TASK DETAILS >> Copy each line below in which the string "feature" appears.
=== SOURCE MATERIAL ===
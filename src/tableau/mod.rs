// Copyright (C) 2025 Jeremy J. Carroll. See LICENSE for details.

//! Single tableaux.
//!
//! A [`Tableau`] is a left justified array of rows whose lengths weakly
//! decrease. Entries are positive integers; nothing here requires them to
//! be distinct or increasing. Tableau tuples are built from these.
//!
//! # Examples
//!
//! ```
//! use tableau_tuples::tableau::Tableau;
//!
//! let t = Tableau::new(vec![vec![1, 3, 4], vec![2]]).unwrap();
//! assert_eq!(t.shape().parts(), &[3, 1]);
//! assert!(t.is_row_strict() && t.is_column_strict());
//! assert_eq!(t.conjugate().to_string(), "[[1, 2], [3], [4]]");
//! assert_eq!(t.restrict(2).unwrap().compact(), "1/2");
//! ```

mod display;

use crate::error::{Result, TableauError};
use crate::shape::Partition;

/// A left justified array of rows of weakly decreasing length.
#[derive(Debug, Clone, Default, PartialEq, Eq, Hash, PartialOrd, Ord)]
pub struct Tableau {
    rows: Vec<Vec<usize>>,
}

impl Tableau {
    /// Validate and build a tableau. Trailing empty rows are dropped.
    pub fn new(rows: Vec<Vec<usize>>) -> Result<Self> {
        Self::for_component(rows, 0)
    }

    /// As [`Tableau::new`], reporting failures against component `component`.
    pub(crate) fn for_component(mut rows: Vec<Vec<usize>>, component: usize) -> Result<Self> {
        while rows.last().is_some_and(Vec::is_empty) {
            rows.pop();
        }
        if let Some(r) = (1..rows.len()).find(|&r| rows[r].len() > rows[r - 1].len()) {
            return Err(TableauError::MalformedShape {
                component,
                reason: format!("row {} is longer than row {}", r, r - 1),
            });
        }
        Ok(Self { rows })
    }

    /// Caller guarantees the row lengths weakly decrease and none is zero.
    pub(crate) fn from_rows_unchecked(rows: Vec<Vec<usize>>) -> Self {
        debug_assert!(rows.windows(2).all(|w| w[0].len() >= w[1].len()));
        debug_assert!(rows.iter().all(|row| !row.is_empty()));
        Self { rows }
    }

    pub fn empty() -> Self {
        Self::default()
    }

    pub fn rows(&self) -> &[Vec<usize>] {
        &self.rows
    }

    pub fn into_rows(self) -> Vec<Vec<usize>> {
        self.rows
    }

    /// Number of rows.
    pub fn len(&self) -> usize {
        self.rows.len()
    }

    pub fn is_empty(&self) -> bool {
        self.rows.is_empty()
    }

    pub fn size(&self) -> usize {
        self.rows.iter().map(Vec::len).sum()
    }

    pub fn shape(&self) -> Partition {
        Partition::from_parts_unchecked(self.rows.iter().map(Vec::len).collect())
    }

    pub fn entry(&self, row: usize, column: usize) -> Option<usize> {
        self.rows.get(row).and_then(|r| r.get(column)).copied()
    }

    /// Entries read along the rows, top to bottom.
    pub fn entries(&self) -> impl Iterator<Item = usize> + '_ {
        self.rows.iter().flat_map(|row| row.iter().copied())
    }

    /// Cells `(row, column)` holding `value`, bottom row first.
    pub fn cells_containing(&self, value: usize) -> Vec<(usize, usize)> {
        self.rows
            .iter()
            .enumerate()
            .rev()
            .flat_map(|(r, row)| {
                row.iter()
                    .enumerate()
                    .filter(move |&(_, &v)| v == value)
                    .map(move |(c, _)| (r, c))
            })
            .collect()
    }

    /// First cell, row by row, whose right hand neighbour is not larger.
    pub fn first_row_descent(&self) -> Option<(usize, usize)> {
        self.rows.iter().enumerate().find_map(|(r, row)| {
            row.windows(2)
                .position(|w| w[0] >= w[1])
                .map(|c| (r, c))
        })
    }

    /// First cell, row by row, whose lower neighbour is not larger.
    pub fn first_column_descent(&self) -> Option<(usize, usize)> {
        self.rows.windows(2).enumerate().find_map(|(r, pair)| {
            pair[1]
                .iter()
                .zip(pair[0].iter())
                .position(|(below, above)| above >= below)
                .map(|c| (r, c))
        })
    }

    pub fn is_row_strict(&self) -> bool {
        self.first_row_descent().is_none()
    }

    pub fn is_column_strict(&self) -> bool {
        self.first_column_descent().is_none()
    }

    /// The subtableau of entries at most `m`; fails when the rows left over
    /// no longer decrease in length.
    pub fn restrict(&self, m: usize) -> Result<Tableau> {
        self.restrict_in(m, 0)
    }

    pub(crate) fn restrict_in(&self, m: usize, component: usize) -> Result<Tableau> {
        Self::for_component(self.filtered_rows(m), component)
    }

    /// Restriction of a tableau whose rows and columns increase, which is
    /// always a tableau.
    pub(crate) fn restrict_increasing(&self, m: usize) -> Tableau {
        let mut rows = self.filtered_rows(m);
        rows.retain(|row| !row.is_empty());
        Self { rows }
    }

    fn filtered_rows(&self, m: usize) -> Vec<Vec<usize>> {
        self.rows
            .iter()
            .map(|row| row.iter().copied().filter(|&v| v <= m).collect())
            .collect()
    }

    /// The transpose.
    pub fn conjugate(&self) -> Tableau {
        let width = self.rows.first().map_or(0, Vec::len);
        let rows = (0..width)
            .map(|c| {
                self.rows
                    .iter()
                    .take_while(|row| row.len() > c)
                    .map(|row| row[c])
                    .collect()
            })
            .collect();
        Self { rows }
    }

    /// Replace every entry `v` by `f(v)`, keeping the shape.
    pub fn map_entries(&self, mut f: impl FnMut(usize) -> usize) -> Tableau {
        let rows = self
            .rows
            .iter()
            .map(|row| row.iter().map(|&v| f(v)).collect())
            .collect();
        Self { rows }
    }

    /// Add `value` at `(row, column)`, which must be an addable cell.
    pub(crate) fn push_entry(&mut self, row: usize, value: usize) {
        if row == self.rows.len() {
            self.rows.push(vec![value]);
        } else {
            self.rows[row].push(value);
        }
    }

    /// Undo [`Tableau::push_entry`] for the same row.
    pub(crate) fn pop_entry(&mut self, row: usize) {
        if let Some(entries) = self.rows.get_mut(row) {
            entries.pop();
            if entries.is_empty() {
                self.rows.truncate(row);
            }
        }
    }

    pub(crate) fn set_entry(&mut self, row: usize, column: usize, value: usize) -> bool {
        match self.rows.get_mut(row).and_then(|r| r.get_mut(column)) {
            Some(slot) => {
                *slot = value;
                true
            }
            None => false,
        }
    }
}

impl TryFrom<Vec<Vec<usize>>> for Tableau {
    type Error = TableauError;

    fn try_from(rows: Vec<Vec<usize>>) -> Result<Self> {
        Self::new(rows)
    }
}
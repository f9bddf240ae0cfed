// Copyright (C) 2025 Jeremy J. Carroll. See LICENSE for details.

//! Tableau tuples: construction, validation and enumeration.
//!
//! A tableau tuple is an ordered list of tableaux, one per component of a
//! partition tuple. The tuples whose rows increase and whose entries are
//! `1, 2, ..., n` are *row standard*; if the columns increase as well they
//! are *standard*. These index bases of Specht modules of cyclotomic Hecke
//! algebras, and this crate supplies the combinatorics behind them.
//!
//! # Architecture
//!
//! ## Values
//!
//! - [`shape`]: partitions and partition tuples, with addable and removable
//!   cells, conjugation, dominance, residues and counting formulas.
//! - [`tableau`]: a single tableau.
//! - [`tuple`]: [`TableauTuple`] and the two stricter kinds,
//!   [`RowStandardTableauTuple`] and [`StandardTableauTuple`], each a
//!   checked wrapper of the one below. Degree and codegree live here.
//! - [`perm`]: permutations, reduced words, row and column stabilizers and
//!   the charge statistic of words.
//! - [`residue`]: residue sequences for a quantum characteristic `e` and a
//!   multicharge.
//!
//! All values are immutable and compare by structure.
//!
//! ## Enumeration
//!
//! - [`enumerate`]: every (row) standard tableau tuple of a shape, or of a
//!   residue sequence, as a lazy iterator behind the
//!   [`TableauFamily`](enumerate::TableauFamily) trait.
//! - [`family`]: families chosen by level, size and shape, some of them
//!   infinite.
//!
//! ## Odds and ends
//!
//! - [`segments`]: the `seg` statistic of crystal tableaux.
//! - [`config`]: display styles. [`stats`]: search counters.
//!
//! # Diagnostics
//!
//! Building with the `trace` feature makes the enumerators write tagged
//! progress lines (`[ShapeEnumerator]`, `[LinearExtensions]`,
//! `[ResidueSearch]`, `[Factory]`) to standard error.
//!
//! # Example
//!
//! ```
//! use tableau_tuples::enumerate::{StandardShapeTableaux, TableauFamily};
//! use tableau_tuples::shape::PartitionTuple;
//!
//! let shape = PartitionTuple::from_rows(vec![vec![2, 1], vec![2]]).unwrap();
//! let family = StandardShapeTableaux::new(shape);
//! assert_eq!(family.cardinality(), Some(20));
//! for t in family.iter() {
//!     assert_eq!(t.conjugate().conjugate(), t);
//! }
//! ```
//!
//! # References
//!
//! - Brundan, J., Kleshchev, A. and Wang, W. (2011). "Graded Specht modules."
//!   J. reine angew. Math. 655, 61–87.
//! - Pruesse, G. and Ruskey, F. (1994). "Generating linear extensions fast."
//!   SIAM J. Comput. 23(2), 373–386.

/// Tagged progress line on stderr, compiled in with the `trace` feature.
macro_rules! trace {
    ($($arg:tt)*) => {
        if cfg!(feature = "trace") {
            eprintln!($($arg)*);
        }
    };
}
pub(crate) use trace;

pub mod config;
pub mod enumerate;
pub mod error;
pub mod family;
pub mod perm;
pub mod residue;
pub mod segments;
pub mod shape;
pub mod stats;
pub mod tableau;
pub mod tuple;

// Re-export commonly used types
pub use error::{Result, TableauError};
pub use residue::ResidueSequence;
pub use shape::{Cell, Partition, PartitionTuple};
pub use tableau::Tableau;
pub use tuple::{AnyTableauTuple, RowStandardTableauTuple, StandardTableauTuple, TableauTuple};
===
FINISHED TASK >>
//! Building with the `trace` feature makes the enumerators write tagged
/// Tagged progress line on stderr, compiled in with the `trace` feature.
        if cfg!(feature = "trace") {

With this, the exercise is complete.